Have you ever hoped you could leave everything behind?

Have you ever dreamt of a …

Review of 'Do You Dream Of Terra-Two?' on 'Goodreads'

3.5 stars.

Imagining alternative worlds, thinking about and interrogating the political and ethical components of decision-making is a political act. And it is always exciting to discover young women writers that visualise new worlds and possibilities, and write thoughtfully about the political and moral considerations of space colonisation.
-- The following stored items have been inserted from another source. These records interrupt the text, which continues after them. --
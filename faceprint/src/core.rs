//! The core module defines the business logic of faceprint.
//! It provides the traits and models upstream adapters need to implement.

/// Face embedding interfaces.
pub mod embeddings;

/// Face records and collection models.
pub mod model;

/// Provider infrastructure.
pub mod provider;

/// High level faceprint APIs.
pub mod service;

/// Vector DB interfaces.
pub mod vector;

/// Utility macro for timing short expressions so we don't polute the codebase.
///
/// Logs the amount of milliseconds the expression took to complete.
#[macro_export]
macro_rules! timed {
    ($msg:literal, $expr:expr) => {{
        let start = std::time::Instant::now();
        let result = $expr;
        let elapsed = start.elapsed().as_millis();
        tracing::debug!("{} ({elapsed}ms)", $msg);
        result
    }};
}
Temi Oh’s debut sci-fi novel Do You Dream of Terra-Two? is a story that explores all the above issues. The Earth is dying. Humans have triggered the sixth great period of species extinction in Earth’s history. Overpopulation, climate change and the alarming depletion of Earth’s resources,is putting the continuity of humanity at risk. To address the problem, the world’s nations’ are in a new space-race to colonise Terra-Two, an earth-like planet, which it takes 23 years to travel to. Britain is the first country that prepares and sends a group of four experienced astronauts (Alphas) and six carefully selected, for their intelligence, abilities and psychological stability, teenagers,between 18 and 20 years old (Betas), to prepare Terra-two for colonization. One morning, in the summer of 2012, the team is being boarding to Damocles, the small spaceship that will carry them to Terra-two. For the next 23 years, Damocles, a name that represents the idea that those in power always labour under the spectre of anxiety and death, will be their home.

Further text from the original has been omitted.